Texto
. ‘Hamor falou com eles, dizendo’; que signifique o bem da ‘igreja entre os antigos’, é o que se vê pela representação de ‘Hamor’, 391que é o que procede dos antigos (n. 4430), a saber, o bem da igreja procedente deles, pois o bem da igreja é o ‘pai’, e o vero desse bem, que é aqui Siquém, é o ‘filho’; daí também pelo ‘pai’, na Palavra, é significado o bem, e pelo ‘filho’, o vero. Aqui se diz o bem da ‘igreja entre os antigos’, mas não o bem da ‘Igreja Antiga’, e isso porque pela igreja entre os antigos se entende a Igreja derivada da Igreja Antiquíssima, que existiu antes do dilúvio, e pela Igreja Antiga entende-se a igreja que existiu depois do dilúvio. A respeito dessas duas igrejas, tratou-se algumas vezes nas explicações que precedem, e mostrou-se que a Antiquíssima Igreja, que existiu antes do dilúvio, fora celeste, mas que a Antiga Igreja, que existiu depois do dilúvio, fora espiritual; também se tratou muitas vezes da diferença dessas duas igrejas.
[2] Os remanescentes da Antiquíssima Igreja, que foi celeste, estavam ainda na terra de Canaã, e ali principalmente entre os que eram chamados heteus e heveus. Que estes remanescentes não estavam em outro lugar, é porque a Antiquíssima Igreja, que foi chamada Homem, ou Adão (n. 478, 479), estava na terra de Canaã, por conseguinte, ali estava o jardim de Éden, pelo qual foi ali significada a inteligência e a sabedoria dos homens dessa igreja (n. 100, 1588), e pelas árvores ali, a sua percepção (n. 103, 2163, 2722, 2972); e porque a inteligência e a sabedoria eram significadas por esse Jardim (ou Paraíso), é a igreja mesma que também se entende por ele; e porque é a igreja, é também o céu, e porque é o céu, é também, no sentido supremo, o Senhor.
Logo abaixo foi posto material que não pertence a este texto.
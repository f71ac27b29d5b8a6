//! Rust types mirroring the editor's plugin graph JSON.
//!
//! These types are the serde target for the `{ nodes, edges }` payload.
//! Node kinds form a closed set; each variant carries its own typed config
//! (see `node_config`).

use serde::{Deserialize, Serialize};

use super::node_config::*;

// =============================================================================
// NODE IDS
// =============================================================================

const MAX_NODE_ID_LEN: usize = 64;

#[derive(Debug, Clone, PartialEq, Eq, thiserror::Error)]
pub enum NodeIdError {
    #[error("node id must not be empty")]
    Empty,
    #[error("node id '{0}' exceeds 64 characters")]
    TooLong(String),
    #[error("node id '{0}' may only contain letters, digits, '_' and '-'")]
    InvalidChar(String),
}

/// A node identifier. Ids end up in generated identifiers, so the grammar
/// is restricted to `[A-Za-z0-9_-]{1,64}` and checked on construction.
#[derive(Debug, Clone, PartialEq, Eq, Hash, PartialOrd, Ord, Serialize, Deserialize)]
#[serde(try_from = "String", into = "String")]
pub struct NodeId(String);

impl NodeId {
    pub fn new(id: impl Into<String>) -> Result<Self, NodeIdError> {
        let id = id.into();
        if id.is_empty() {
            return Err(NodeIdError::Empty);
        }
        if id.len() > MAX_NODE_ID_LEN {
            return Err(NodeIdError::TooLong(id));
        }
        if !id
            .chars()
            .all(|c| c.is_ascii_alphanumeric() || c == '_' || c == '-')
        {
            return Err(NodeIdError::InvalidChar(id));
        }
        Ok(NodeId(id))
    }

    pub fn as_str(&self) -> &str {
        &self.0
    }

    /// The id as a JavaScript identifier fragment (`-` becomes `_`).
    pub fn ident(&self) -> String {
        self.0.replace('-', "_")
    }
}

impl TryFrom<String> for NodeId {
    type Error = NodeIdError;

    fn try_from(value: String) -> Result<Self, Self::Error> {
        NodeId::new(value)
    }
}

impl From<NodeId> for String {
    fn from(id: NodeId) -> Self {
        id.0
    }
}

impl std::fmt::Display for NodeId {
    fn fmt(&self, f: &mut std::fmt::Formatter<'_>) -> std::fmt::Result {
        f.write_str(&self.0)
    }
}

// =============================================================================
// TOP-LEVEL GRAPH
// =============================================================================

#[derive(Debug, Clone, Default, Serialize, Deserialize)]
pub struct PluginGraph {
    #[serde(default)]
    pub nodes: Vec<PluginNode>,
    #[serde(default)]
    pub edges: Vec<PluginEdge>,
}

#[derive(Debug, Clone, Serialize, Deserialize)]
#[serde(rename_all = "camelCase")]
pub struct PluginEdge {
    pub id: String,
    pub source: String,
    pub target: String,
    #[serde(default)]
    pub source_handle: Option<String>,
    #[serde(default)]
    pub target_handle: Option<String>,
}

impl PluginEdge {
    pub fn new(id: &str, source: &str, target: &str) -> Self {
        PluginEdge {
            id: id.into(),
            source: source.into(),
            target: target.into(),
            source_handle: None,
            target_handle: None,
        }
    }

    pub fn with_handle(mut self, handle: &str) -> Self {
        self.source_handle = Some(handle.into());
        self
    }
}

#[derive(Debug, Clone, Default, Serialize, Deserialize)]
pub struct Position {
    pub x: f64,
    pub y: f64,
}

// =============================================================================
// NODE BASE
// =============================================================================

#[derive(Debug, Clone, Serialize, Deserialize)]
pub struct NodeData<C> {
    #[serde(default)]
    pub label: String,
    pub config: C,
}

#[derive(Debug, Clone, Serialize, Deserialize)]
pub struct NodeBase<C> {
    pub id: NodeId,
    #[serde(default)]
    pub position: Position,
    pub data: NodeData<C>,
}

// =============================================================================
// PLUGIN NODE: tagged union over 20 node kinds
// =============================================================================

#[derive(Debug, Clone, Serialize, Deserialize)]
#[serde(tag = "type", rename_all = "snake_case")]
pub enum PluginNode {
    Trigger(NodeBase<TriggerConfig>),
    Response(NodeBase<ResponseConfig>),
    Variable(NodeBase<VariableConfig>),
    Condition(NodeBase<ConditionConfig>),
    Permission(NodeBase<PermissionConfig>),
    Comparison(NodeBase<ComparisonConfig>),
    Action(NodeBase<ActionConfig>),
    Data(NodeBase<DataConfig>),
    HttpRequest(NodeBase<HttpRequestConfig>),
    EmbedBuilder(NodeBase<EmbedBuilderConfig>),
    EmbedResponse(NodeBase<EmbedResponseConfig>),
    DiscordAction(NodeBase<DiscordActionConfig>),
    ForLoop(NodeBase<ForLoopConfig>),
    WhileLoop(NodeBase<WhileLoopConfig>),
    ArrayOperation(NodeBase<ArrayOperationConfig>),
    StringOperation(NodeBase<StringOperationConfig>),
    ObjectOperation(NodeBase<ObjectOperationConfig>),
    MathOperation(NodeBase<MathOperationConfig>),
    Database(NodeBase<DatabaseConfig>),
    Json(NodeBase<JsonConfig>),
}

macro_rules! each_node {
    ($node:expr, $n:ident => $body:expr) => {
        match $node {
            PluginNode::Trigger($n) => $body,
            PluginNode::Response($n) => $body,
            PluginNode::Variable($n) => $body,
            PluginNode::Condition($n) => $body,
            PluginNode::Permission($n) => $body,
            PluginNode::Comparison($n) => $body,
            PluginNode::Action($n) => $body,
            PluginNode::Data($n) => $body,
            PluginNode::HttpRequest($n) => $body,
            PluginNode::EmbedBuilder($n) => $body,
            PluginNode::EmbedResponse($n) => $body,
            PluginNode::DiscordAction($n) => $body,
            PluginNode::ForLoop($n) => $body,
            PluginNode::WhileLoop($n) => $body,
            PluginNode::ArrayOperation($n) => $body,
            PluginNode::StringOperation($n) => $body,
            PluginNode::ObjectOperation($n) => $body,
            PluginNode::MathOperation($n) => $body,
            PluginNode::Database($n) => $body,
            PluginNode::Json($n) => $body,
        }
    };
}

impl PluginNode {
    pub fn id(&self) -> &NodeId {
        each_node!(self, n => &n.id)
    }

    pub fn label(&self) -> &str {
        each_node!(self, n => &n.data.label)
    }

    pub fn node_type(&self) -> &'static str {
        match self {
            PluginNode::Trigger(_) => "trigger",
            PluginNode::Response(_) => "response",
            PluginNode::Variable(_) => "variable",
            PluginNode::Condition(_) => "condition",
            PluginNode::Permission(_) => "permission",
            PluginNode::Comparison(_) => "comparison",
            PluginNode::Action(_) => "action",
            PluginNode::Data(_) => "data",
            PluginNode::HttpRequest(_) => "http_request",
            PluginNode::EmbedBuilder(_) => "embed_builder",
            PluginNode::EmbedResponse(_) => "embed_response",
            PluginNode::DiscordAction(_) => "discord_action",
            PluginNode::ForLoop(_) => "for_loop",
            PluginNode::WhileLoop(_) => "while_loop",
            PluginNode::ArrayOperation(_) => "array_operation",
            PluginNode::StringOperation(_) => "string_operation",
            PluginNode::ObjectOperation(_) => "object_operation",
            PluginNode::MathOperation(_) => "math_operation",
            PluginNode::Database(_) => "database",
            PluginNode::Json(_) => "json",
        }
    }

    pub fn is_trigger(&self) -> bool {
        matches!(self, PluginNode::Trigger(_))
    }

    pub fn is_response(&self) -> bool {
        matches!(self, PluginNode::Response(_))
    }

    /// Build a node from an id, label and config. Used by hosts that
    /// assemble graphs programmatically and by tests.
    pub fn new<C>(id: &str, label: &str, config: C) -> Result<Self, NodeIdError>
    where
        C: IntoPluginNode,
    {
        let base = NodeBase {
            id: NodeId::new(id)?,
            position: Position::default(),
            data: NodeData {
                label: label.into(),
                config,
            },
        };
        Ok(C::wrap(base))
    }
}

/// Maps a config type to its node variant.
pub trait IntoPluginNode: Sized {
    fn wrap(base: NodeBase<Self>) -> PluginNode;
}

macro_rules! into_node {
    ($($config:ty => $variant:ident),* $(,)?) => {
        $(
            impl IntoPluginNode for $config {
                fn wrap(base: NodeBase<Self>) -> PluginNode {
                    PluginNode::$variant(base)
                }
            }
        )*
    };
}

into_node! {
    TriggerConfig => Trigger,
    ResponseConfig => Response,
    VariableConfig => Variable,
    ConditionConfig => Condition,
    PermissionConfig => Permission,
    ComparisonConfig => Comparison,
    ActionConfig => Action,
    DataConfig => Data,
    HttpRequestConfig => HttpRequest,
    EmbedBuilderConfig => EmbedBuilder,
    EmbedResponseConfig => EmbedResponse,
    DiscordActionConfig => DiscordAction,
    ForLoopConfig => ForLoop,
    WhileLoopConfig => WhileLoop,
    ArrayOperationConfig => ArrayOperation,
    StringOperationConfig => StringOperation,
    ObjectOperationConfig => ObjectOperation,
    MathOperationConfig => MathOperation,
    DatabaseConfig => Database,
    JsonConfig => Json,
}

#[cfg(test)]
mod tests {
    use super::*;

    #[test]
    fn node_id_grammar() {
        assert!(NodeId::new("trigger-1").is_ok());
        assert!(NodeId::new("node_A9").is_ok());
        assert_eq!(NodeId::new(""), Err(NodeIdError::Empty));
        assert!(matches!(NodeId::new("a b"), Err(NodeIdError::InvalidChar(_))));
        assert!(matches!(NodeId::new("x\"];"), Err(NodeIdError::InvalidChar(_))));
        assert!(matches!(NodeId::new("a".repeat(65)), Err(NodeIdError::TooLong(_))));
    }

    #[test]
    fn ident_replaces_hyphens() {
        assert_eq!(NodeId::new("http-req-1").unwrap().ident(), "http_req_1");
    }

    #[test]
    fn deserialize_rejects_bad_id() {
        let json = r#"{ "id": "bad id", "type": "response", "data": { "label": "r", "config": { "message": "hi" } } }"#;
        assert!(serde_json::from_str::<PluginNode>(json).is_err());
    }

    #[test]
    fn deserialize_unknown_kind_fails() {
        let json = r#"{ "id": "x", "type": "shell_exec", "data": { "label": "x", "config": {} } }"#;
        assert!(serde_json::from_str::<PluginNode>(json).is_err());
    }

    #[test]
    fn deserialize_response_node() {
        let json = r#"{ "id": "resp-1", "type": "response", "data": { "label": "Reply", "config": { "message": "Hello!" } } }"#;
        let node: PluginNode = serde_json::from_str(json).unwrap();
        assert_eq!(node.id().as_str(), "resp-1");
        assert_eq!(node.node_type(), "response");
        assert_eq!(node.label(), "Reply");
        assert!(node.is_response());
    }
}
Daí vem que a terra de Canaã também signifique, no sentido supremo, o Senhor, no sentido relativo, o céu, e também a igreja, e, no sentido singular, o homem da igreja (n. 1433, 1437, 1607, 3038, 3481, 3705); e vem ainda daí, que a terra simplesmente nomeada na Palavra tem as mesmas significações (n. 566, 662, 1066, 1067, 1413, 1607, 3355); e que o novo céu e a nova terra sejam a igreja quanto a seu interno e quanto a seu externo, n. 1733, 1850, 2117, 2118, 3355. Que a Antiquíssima Igreja tenha estado na terra de Canaã, foi visto (n. 567); e que é daí que sejam oriundos os lugares representativos [dessa terra], e que é por isso que a Abrão tenha sido dada a ordem de ir para lá, então que essa terra foi dada aos pósteros dele oriundos de Jacó, a fim de que os representativos dos lugares fossem retidos, e que a Palavra fosse escrita segundo esses representativos, n. 3686. E que por isso venha daí que todos os lugares dessa terra, então as montanhas e os rios, e todos os limites que a circunscrevem se tornaram representativos, n. 1585, 1866, 4240.
[3] A partir disso se manifesta claramente o que se entende aqui pela ‘igreja entre os antigos’, a saber, que são os remanescentes desde a Igreja Antiquíssima; e uma vez que esses remanescentes estavam entre os heteus e os heveus, é também por isso que Abrahão, Isaque e Jacó, compraram entre os heteus para si e para as suas esposas um lugar de sepulcro na terra deles (Gn. 23:1 ao fim; 49:29 ao 32; 50:13); e José entre os heveus (Js. 24:32). Hamor, pai de Siquém, representava os remanescentes dessa igreja, é por isso que por ele é significado o bem da igreja entre os antigos, por conseguinte, a origem do vero interior proveniente de uma estirpe Divina (n. 4399). Quanto à diferença que há entre a Igreja Antiquíssima (que existiu antes do dilúvio) e a Igreja Antiga (que existiu depois do dilúvio), ver os n. 597, 607, 608, 640, 641, 765, 784, 895, 920, 1114 ao 1128, 1238, 1327, 2896, 2897.